Task inputs:
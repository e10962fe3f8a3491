//! The schema augmentation engine: derives the full auxiliary type graph
//! (filter, sort, mutation-input, aggregation and subscription-filter types)
//! for an annotated domain model. One model in, one type graph out; the
//! derivation is pure and recomputed in full on every run.

mod aggregation;
mod classify;
mod mutation_input;
mod mutation_root;
mod output_type;
mod query_root;
mod relationship;
mod scalar_filter;
mod sort;
mod subscription_root;
mod types;
mod where_input;

use std::str::FromStr;

use serde::{Deserialize, Serialize};

use domain_model::{
    Configuration, DomainModel, EdgeType, Field, FieldName, FieldType, ScalarType, TypeName,
};
use graphql_ir::ast;
use graphql_ir::schema as gql_schema;
use indexmap::IndexMap;

pub use classify::{classify_field, ClassifiedField, FieldClass, FilterPolicy};
pub use types::{
    AggregationFunction, Annotation, ComparisonOperator, EnumValueAnnotation, EventKind,
    InputAnnotation, LogicalOperator, OutputAnnotation, Quantifier, RootFieldAnnotation,
    SortDirection, TypeId,
};

/// The engine state for one augmentation run: the validated domain model plus
/// the run-level configuration.
#[derive(Serialize, Deserialize, Clone, Debug, PartialEq)]
pub struct Engine {
    pub model: DomainModel,
    pub configuration: Configuration,
}

impl Engine {
    pub fn new(model: DomainModel, configuration: Configuration) -> Result<Self, Error> {
        validate(&model)?;
        Ok(Engine {
            model,
            configuration,
        })
    }

    /// Derives the complete type graph: a demand-driven build from the three
    /// root types, followed by the fixed-point prune of empty generated
    /// types. A malformed model aborts with the first error; a partially
    /// derived schema is never returned.
    pub fn augment(&self) -> Result<gql_schema::Schema<Engine>, Error> {
        let mut schema = gql_schema::build::build_schema(self)?;
        gql_schema::prune::prune_empty_types(&mut schema);
        Ok(schema)
    }

    pub(crate) fn domain_fields(
        &self,
        type_name: &TypeName,
    ) -> Result<&IndexMap<FieldName, Field>, Error> {
        if let Some(node_type) = self.model.node_types.get(type_name) {
            return Ok(&node_type.fields);
        }
        if let Some(interface_type) = self.model.interface_types.get(type_name) {
            return Ok(&interface_type.fields);
        }
        if let Some(edge_type) = self.model.edge_types.get(type_name) {
            return Ok(&edge_type.fields);
        }
        Err(Error::InternalTypeNotFound {
            type_name: type_name.clone(),
        })
    }

    pub(crate) fn field(
        &self,
        owner: &TypeName,
        field_name: &FieldName,
    ) -> Result<&Field, Error> {
        self.domain_fields(owner)?
            .get(field_name)
            .ok_or_else(|| Error::InternalFieldNotFound {
                type_name: owner.clone(),
                field_name: field_name.clone(),
            })
    }

    pub(crate) fn edge_type_of(
        &self,
        owner: &TypeName,
        field_name: &FieldName,
    ) -> Result<&EdgeType, Error> {
        let field = self.field(owner, field_name)?;
        let FieldType::Reference { relationship, .. } = &field.field_type else {
            return Err(Error::InternalFieldNotFound {
                type_name: owner.clone(),
                field_name: field_name.clone(),
            });
        };
        let Some(edge) = &relationship.properties else {
            return Err(Error::InternalFieldNotFound {
                type_name: owner.clone(),
                field_name: field_name.clone(),
            });
        };
        self.model
            .edge_types
            .get(edge)
            .ok_or_else(|| Error::UnknownEdgeType {
                type_name: owner.clone(),
                field_name: field_name.clone(),
                edge: edge.clone(),
            })
    }
}

/// Referential checks on the input model. Everything else the engine accepts
/// as-is: it derives type shape, it does not validate domain semantics.
fn validate(model: &DomainModel) -> Result<(), Error> {
    let field_owners = model
        .node_types
        .values()
        .map(|node_type| (&node_type.name, &node_type.fields))
        .chain(
            model
                .interface_types
                .values()
                .map(|interface_type| (&interface_type.name, &interface_type.fields)),
        );
    for (type_name, fields) in field_owners {
        for field in fields.values() {
            if let FieldType::Reference {
                target,
                relationship,
            } = &field.field_type
            {
                if model.lookup_target(target).is_none() {
                    return Err(Error::UnknownReferenceTarget {
                        type_name: type_name.clone(),
                        field_name: field.name.clone(),
                        target: target.clone(),
                    });
                }
                if let Some(edge) = &relationship.properties {
                    if !model.edge_types.contains_key(edge) {
                        return Err(Error::UnknownEdgeType {
                            type_name: type_name.clone(),
                            field_name: field.name.clone(),
                            edge: edge.clone(),
                        });
                    }
                }
            }
        }
    }

    for interface_type in model.interface_types.values() {
        for implementer in &interface_type.implemented_by {
            if !model.node_types.contains_key(implementer) {
                return Err(Error::UnknownInterfaceImplementer {
                    interface: interface_type.name.clone(),
                    implementer: implementer.clone(),
                });
            }
        }
    }

    for union_type in model.union_types.values() {
        for member in &union_type.members {
            if !model.node_types.contains_key(member) {
                return Err(Error::UnknownUnionMember {
                    union: union_type.name.clone(),
                    member: member.clone(),
                });
            }
        }
    }

    for edge_type in model.edge_types.values() {
        for field in edge_type.fields.values() {
            if !matches!(field.field_type, FieldType::Scalar(_)) {
                return Err(Error::EdgeFieldNotScalar {
                    type_name: edge_type.name.clone(),
                    field_name: field.name.clone(),
                });
            }
        }
    }

    Ok(())
}

impl gql_schema::SchemaContext for Engine {
    type NodeInfo = types::Annotation;
    type TypeId = types::TypeId;

    fn to_type_name(type_id: &Self::TypeId) -> ast::TypeName {
        type_id.to_type_name()
    }

    type SchemaError = Error;

    fn build_type_info(
        &self,
        builder: &mut gql_schema::Builder<Self>,
        type_id: &Self::TypeId,
    ) -> Result<gql_schema::TypeInfo<Self>, Error> {
        match type_id {
            TypeId::QueryRoot => query_root::query_root_schema(self, builder),
            TypeId::MutationRoot => mutation_root::mutation_root_schema(self, builder),
            TypeId::SubscriptionRoot => subscription_root::subscription_root_schema(self, builder),
            TypeId::OutputType { type_name, .. } => {
                output_type::output_type_schema(self, builder, type_name)
            }
            TypeId::DateTimeScalar => Ok(gql_schema::TypeInfo::Scalar(gql_schema::Scalar {
                name: type_id.to_type_name(),
                description: Some("An ISO 8601 encoded date and time".to_string()),
            })),
            TypeId::WhereInput { type_name, .. } => {
                where_input::where_input_schema(self, builder, type_name)
            }
            TypeId::SubscriptionWhereInput { type_name, .. } => {
                where_input::subscription_where_input_schema(self, builder, type_name)
            }
            TypeId::SortInput { type_name, .. } => {
                sort::sort_input_schema(self, builder, type_name)
            }
            TypeId::SortDirectionEnum => sort::sort_direction_schema(),
            TypeId::ImplementationsEnum { interface_name, .. } => {
                where_input::implementations_enum_schema(self, interface_name)
            }
            TypeId::CreateInput { type_name, .. } => {
                mutation_input::create_input_schema(self, builder, type_name)
            }
            TypeId::UpdateInput { type_name, .. } => {
                mutation_input::update_input_schema(self, builder, type_name)
            }
            TypeId::DeleteInfo => mutation_input::delete_info_schema(),
            TypeId::ScalarFilters { scalar } => {
                scalar_filter::scalar_filters_schema(builder, *scalar)
            }
            TypeId::ListFilters { scalar } => scalar_filter::list_filters_schema(builder, *scalar),
            TypeId::ScalarAggregationFilters { scalar } => {
                aggregation::scalar_aggregation_filters_schema(builder, *scalar)
            }
            TypeId::ScalarAggregateSelection { scalar } => {
                aggregation::scalar_aggregate_selection_schema(builder, *scalar)
            }
            TypeId::Count => aggregation::count_schema(),
            TypeId::RelationshipFilters { owner, field, .. } => {
                relationship::relationship_filters_schema(self, builder, owner, field)
            }
            TypeId::ConnectionWhere { owner, field, .. } => {
                relationship::connection_where_schema(self, builder, owner, field)
            }
            TypeId::ConnectionFilters { owner, field, .. } => {
                relationship::connection_filters_schema(self, builder, owner, field)
            }
            TypeId::ConnectionAggregationInput { owner, field, .. } => {
                relationship::connection_aggregation_input_schema(self, builder, owner, field)
            }
            TypeId::NodeAggregationWhereInput { owner, field, .. } => {
                aggregation::node_aggregation_where_input_schema(self, builder, owner, field)
            }
            TypeId::EdgeAggregationWhereInput { owner, field, .. } => {
                aggregation::edge_aggregation_where_input_schema(self, builder, owner, field)
            }
            TypeId::Connection { owner, field, .. } => {
                relationship::connection_schema(self, builder, owner, field)
            }
            TypeId::Relationship { owner, field, .. } => {
                relationship::relationship_schema(self, builder, owner, field)
            }
            TypeId::AggregateSelection {
                owner,
                target,
                field,
                ..
            } => aggregation::aggregate_selection_schema(self, builder, owner, target, field),
            TypeId::NodeAggregateSelection {
                owner,
                target,
                field,
                ..
            } => aggregation::node_aggregate_selection_schema(self, builder, owner, target, field),
        }
    }

    fn get_schema_entry_point(&self) -> gql_schema::EntryPoint<Self> {
        gql_schema::EntryPoint {
            query: TypeId::QueryRoot,
            mutation: Some(TypeId::MutationRoot),
            subscription: Some(TypeId::SubscriptionRoot),
        }
    }
}

#[derive(Debug, thiserror::Error)]
pub enum Error {
    #[error(
        "relationship field {field_name} of type {type_name} references unknown target type {target}"
    )]
    UnknownReferenceTarget {
        type_name: TypeName,
        field_name: FieldName,
        target: TypeName,
    },
    #[error(
        "relationship field {field_name} of type {type_name} references unknown edge type {edge}"
    )]
    UnknownEdgeType {
        type_name: TypeName,
        field_name: FieldName,
        edge: TypeName,
    },
    #[error("interface {interface} lists unknown implementing type {implementer}")]
    UnknownInterfaceImplementer {
        interface: TypeName,
        implementer: TypeName,
    },
    #[error("union {union} lists unknown member type {member}")]
    UnknownUnionMember { union: TypeName, member: TypeName },
    #[error("field {field_name} of edge type {type_name} must be a scalar field")]
    EdgeFieldNotScalar {
        type_name: TypeName,
        field_name: FieldName,
    },
    #[error("{scalar_type} values cannot be aggregated")]
    NotAggregatable { scalar_type: ScalarType },
    #[error("\"{name}\" is not a valid GraphQL name")]
    InvalidGraphQlName { name: String },
    #[error("internal error while building schema, type not found: {type_name}")]
    InternalTypeNotFound { type_name: TypeName },
    #[error(
        "internal error while building schema, field {field_name} not found in type {type_name}"
    )]
    InternalFieldNotFound {
        type_name: TypeName,
        field_name: FieldName,
    },
    #[error("internal error while building schema: {error}")]
    InternalBuildError {
        #[from]
        error: gql_schema::build::Error,
    },
}

impl From<ast::InvalidGraphQlName> for Error {
    fn from(error: ast::InvalidGraphQlName) -> Self {
        Error::InvalidGraphQlName { name: error.0 }
    }
}

pub fn mk_typename(name: &str) -> Result<ast::TypeName, Error> {
    match ast::Name::from_str(name) {
        Ok(name) => Ok(ast::TypeName(name)),
        Err(_) => Err(Error::InvalidGraphQlName {
            name: name.to_string(),
        }),
    }
}

pub(crate) fn mk_field_name(name: &str) -> Result<ast::Name, Error> {
    ast::Name::from_str(name).map_err(|_| Error::InvalidGraphQlName {
        name: name.to_string(),
    })
}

Task statement:
Identify each line of the material where the word "Deserialize" shows up, and copy it.

Result for this exercise:
use serde::{Deserialize, Serialize};
#[derive(Serialize, Deserialize, Clone, Debug, PartialEq)]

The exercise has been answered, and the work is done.